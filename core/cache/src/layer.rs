//! Request-routing middleware applying the caching strategies.

use async_trait::async_trait;
use std::sync::Arc;
use tokio_util::task::TaskTracker;
use tracing::{debug, info, warn};
use url::Url;

use repsync_common::{HttpRequest, HttpResponse, Method, Result};

use crate::config::CacheConfig;
use crate::fetch::Fetch;
use crate::router::{classify, Strategy};
use crate::substrate::CacheStorage;

/// Middleware sitting between the application and the network.
///
/// Implements [`Fetch`] itself, so anything that sends requests (including
/// the sync engine's submissions) can be routed through it.
#[derive(Clone)]
pub struct InterceptLayer {
    network: Arc<dyn Fetch>,
    cache: Arc<dyn CacheStorage>,
    config: Arc<CacheConfig>,
    revalidations: TaskTracker,
}

impl InterceptLayer {
    /// Create a layer over a network transport and a cache substrate.
    pub fn new(
        network: Arc<dyn Fetch>,
        cache: Arc<dyn CacheStorage>,
        config: CacheConfig,
    ) -> Self {
        Self {
            network,
            cache,
            config: Arc::new(config),
            revalidations: TaskTracker::new(),
        }
    }

    /// Get the layer configuration.
    pub fn config(&self) -> &CacheConfig {
        &self.config
    }

    /// Route a request through the strategy its shape selects.
    pub async fn handle(&self, request: HttpRequest) -> Result<HttpResponse> {
        let strategy = classify(&request, &self.config);
        debug!("{} {} -> {:?}", request.method, request.url, strategy);

        match strategy {
            Strategy::StaleWhileRevalidate => self.stale_while_revalidate(request).await,
            Strategy::NetworkOnly => self.network.fetch(request).await,
            Strategy::CacheFirst => self.cache_first(request).await,
        }
    }

    /// Precache the root document and the configured asset list.
    ///
    /// Individual failures are logged and skipped. Returns how many entries
    /// were stored.
    pub async fn install(&self, origin: &Url) -> usize {
        let namespace = self.config.static_namespace();
        let paths =
            std::iter::once(&self.config.root_document).chain(self.config.precache.iter());

        let mut stored = 0;
        for path in paths {
            let url = match origin.join(path) {
                Ok(url) => url,
                Err(e) => {
                    warn!("Skipping invalid precache path {}: {}", path, e);
                    continue;
                }
            };

            let request = HttpRequest::get(url);
            match self.network.fetch(request.clone()).await {
                Ok(response) if response.is_success() => {
                    if self.store(&namespace, &request, &response).await {
                        stored += 1;
                    }
                }
                Ok(response) => {
                    warn!("Precache of {} returned {}", request.url, response.status);
                }
                Err(e) => warn!("Precache of {} failed: {}", request.url, e),
            }
        }

        info!("Installed {} assets into {}", stored, namespace);
        stored
    }

    /// Delete every namespace that does not belong to the current version.
    ///
    /// A namespace that cannot be deleted is logged and skipped. Returns the
    /// deleted namespace names.
    pub async fn activate(&self) -> Result<Vec<String>> {
        let keep = [self.config.static_namespace(), self.config.api_namespace()];
        let mut deleted = Vec::new();

        for namespace in self.cache.namespaces().await? {
            if keep.contains(&namespace) {
                continue;
            }
            match self.cache.delete_namespace(&namespace).await {
                Ok(true) => {
                    info!("Deleted stale cache namespace {}", namespace);
                    deleted.push(namespace);
                }
                Ok(false) => {}
                Err(e) => warn!("Failed to delete cache namespace {}: {}", namespace, e),
            }
        }

        Ok(deleted)
    }

    /// Wait until every background revalidation started so far has finished.
    pub async fn settle(&self) {
        self.revalidations.close();
        self.revalidations.wait().await;
        self.revalidations.reopen();
    }

    async fn stale_while_revalidate(&self, request: HttpRequest) -> Result<HttpResponse> {
        let namespace = self.config.api_namespace();
        let key = request.cache_key();

        if let Some(cached) = self.lookup(&namespace, &key).await {
            debug!("Serving {} from cache, revalidating", key);
            self.spawn_revalidation(namespace, request);
            return Ok(cached);
        }

        let response = self.network.fetch(request.clone()).await?;
        if response.is_success() {
            self.store(&namespace, &request, &response).await;
        }
        Ok(response)
    }

    fn spawn_revalidation(&self, namespace: String, request: HttpRequest) {
        let network = self.network.clone();
        let cache = self.cache.clone();

        self.revalidations.spawn(async move {
            let key = request.cache_key();
            match network.fetch(request).await {
                Ok(response) if response.is_success() => {
                    if let Err(e) = cache.put(&namespace, &key, &response).await {
                        warn!("Failed to refresh cache entry {}: {}", key, e);
                    } else {
                        debug!("Revalidated {}", key);
                    }
                }
                Ok(response) => debug!("Revalidation of {} returned {}", key, response.status),
                Err(e) => debug!("Revalidation of {} failed: {}", key, e),
            }
        });
    }

    async fn cache_first(&self, request: HttpRequest) -> Result<HttpResponse> {
        let namespace = self.config.static_namespace();
        let key = request.cache_key();

        if let Some(cached) = self.lookup(&namespace, &key).await {
            return Ok(cached);
        }

        match self.network.fetch(request.clone()).await {
            Ok(response) => {
                if response.is_success() {
                    self.store(&namespace, &request, &response).await;
                }
                Ok(response)
            }
            Err(err) => {
                if request.is_navigation() {
                    if let Some(root) = self.root_document(&namespace, &request).await {
                        info!("Offline navigation to {}, serving root document", request.url);
                        return Ok(root);
                    }
                }
                Err(err)
            }
        }
    }

    async fn root_document(&self, namespace: &str, request: &HttpRequest) -> Option<HttpResponse> {
        let url = request.url.join(&self.config.root_document).ok()?;
        self.lookup(namespace, &HttpRequest::get(url).cache_key()).await
    }

    /// Cache read; substrate failures count as a miss.
    async fn lookup(&self, namespace: &str, key: &str) -> Option<HttpResponse> {
        match self.cache.get(namespace, key).await {
            Ok(hit) => hit,
            Err(e) => {
                warn!("Cache read {} in {} failed: {}", key, namespace, e);
                None
            }
        }
    }

    /// Cache write; only successful GET responses are ever stored.
    async fn store(&self, namespace: &str, request: &HttpRequest, response: &HttpResponse) -> bool {
        if request.method != Method::Get || !response.is_success() {
            return false;
        }
        match self.cache.put(namespace, &request.cache_key(), response).await {
            Ok(()) => true,
            Err(e) => {
                warn!("Cache write {} in {} failed: {}", request.url, namespace, e);
                false
            }
        }
    }
}
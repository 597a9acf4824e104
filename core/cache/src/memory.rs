//! In-memory cache substrate.

use async_trait::async_trait;
use std::collections::HashMap;
use std::sync::{Arc, RwLock};

use repsync_common::{Error, HttpResponse, Result};

use crate::substrate::CacheStorage;

type Namespaces = HashMap<String, HashMap<String, HttpResponse>>;

/// In-memory cache storage.
///
/// Useful for testing and short-lived processes. All entries are lost on drop.
#[derive(Clone, Default)]
pub struct MemoryCacheStorage {
    namespaces: Arc<RwLock<Namespaces>>,
}

impl MemoryCacheStorage {
    /// Create a new empty cache storage.
    pub fn new() -> Self {
        Self::default()
    }

    /// Number of entries in a namespace.
    pub fn len(&self, namespace: &str) -> usize {
        self.namespaces
            .read()
            .map(|n| n.get(namespace).map_or(0, HashMap::len))
            .unwrap_or(0)
    }
}

fn poisoned() -> Error {
    Error::Cache("Cache lock poisoned".to_string())
}

#[async_trait]
impl CacheStorage for MemoryCacheStorage {
    async fn get(&self, namespace: &str, key: &str) -> Result<Option<HttpResponse>> {
        let namespaces = self.namespaces.read().map_err(|_| poisoned())?;
        Ok(namespaces
            .get(namespace)
            .and_then(|entries| entries.get(key))
            .cloned())
    }

    async fn put(&self, namespace: &str, key: &str, response: &HttpResponse) -> Result<()> {
        let mut namespaces = self.namespaces.write().map_err(|_| poisoned())?;
        namespaces
            .entry(namespace.to_string())
            .or_default()
            .insert(key.to_string(), response.clone());
        Ok(())
    }

    async fn namespaces(&self) -> Result<Vec<String>> {
        let namespaces = self.namespaces.read().map_err(|_| poisoned())?;
        let mut names: Vec<String> = namespaces.keys().cloned().collect();
        names.sort();
        Ok(names)
    }

    async fn delete_namespace(&self, namespace: &str) -> Result<bool> {
        let mut namespaces = self.namespaces.write().map_err(|_| poisoned())?;
        Ok(namespaces.remove(namespace).is_some())
    }
}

----

Retrieve all lines from the data that contain the string "InterceptLayer".

pub struct InterceptLayer {
impl InterceptLayer {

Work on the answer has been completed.